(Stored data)
● ● ● ● ● ● ●

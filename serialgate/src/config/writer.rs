//! INI serialization logic for converting `ConfigFile` → INI string.
//!
//! This module contains the `to_config_string()` function that produces
//! the commented INI representation written to `config.ini`.

use std::fmt::Write as _;
use std::path::Path;

use super::settings::ConfigFile;

/// Convert a `ConfigFile` to a commented INI string for saving.
pub(super) fn to_config_string(config: &ConfigFile) -> String {
    let mut out = format!(
        r#"[queue]
; Maximum number of requests waiting for the compute worker (default: 1024).
; Requests arriving while the queue is full are rejected immediately.
capacity = {}

[worker]
; Name of the dedicated worker thread (shows up in logs and panic reports).
thread_name = {}

[logging]
; Trace destination for admission, dequeue, compute and delivery events.
file = {}
; Mirror log output to stderr (true/false).
console = {}

[engine]
; Free-form settings handed to the engine factory.
; The built-in demo engine understands:
;   mode             - upper, reverse or echo
;   delay_ms         - simulated compute time per request
;   warmup_ms        - simulated engine construction time
;   fail_marker      - requests containing this text fail
;   interrupt_marker - requests containing this text stop the worker
"#,
        config.queue.capacity,
        config.worker.thread_name,
        path_to_string(&config.logging.file),
        config.logging.console,
    );

    for (key, value) in config.engine.iter() {
        let _ = writeln!(out, "{} = {}", key, value);
    }

    out
}

/// Convert a path to a string, using ~ for the home directory.
fn path_to_string(path: &Path) -> String {
    if let Some(home) = dirs::home_dir() {
        if let Ok(stripped) = path.strip_prefix(&home) {
            return format!("~/{}", stripped.display());
        }
    }
    path.display().to_string()
}
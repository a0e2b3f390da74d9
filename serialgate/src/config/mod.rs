//! User configuration.
//!
//! Settings are read from an INI file (`~/.serialgate/config.ini` unless a
//! path is given), then overridden from the environment. The result converts
//! into the core's [`GateConfig`](crate::gate::GateConfig).
//!
//! # Example
//!
//! ```
//! use serialgate::config::ConfigFile;
//! use serialgate::gate::GateConfig;
//!
//! let file = ConfigFile::default();
//! let gate = GateConfig::from(&file);
//! assert_eq!(gate.queue_capacity, 1024);
//! ```

mod defaults;
mod env;
mod file;
mod parser;
mod settings;
mod writer;

pub use defaults::{DEFAULT_LOG_CONSOLE, DEFAULT_LOG_FILE};
pub use env::{ENV_LOG_FILE, ENV_QUEUE_CAPACITY};
pub use file::{config_directory, config_file_path, ConfigFileError};
pub use settings::{ConfigFile, EngineSettings, LoggingSettings, QueueSettings, WorkerSettings};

● ● ● ● ● ● ●

• Task brief: Reproduce every line from the preceding data in which the word "display" can be found.

• Task answer:
            return format!("~/{}", stripped.display());
    path.display().to_string()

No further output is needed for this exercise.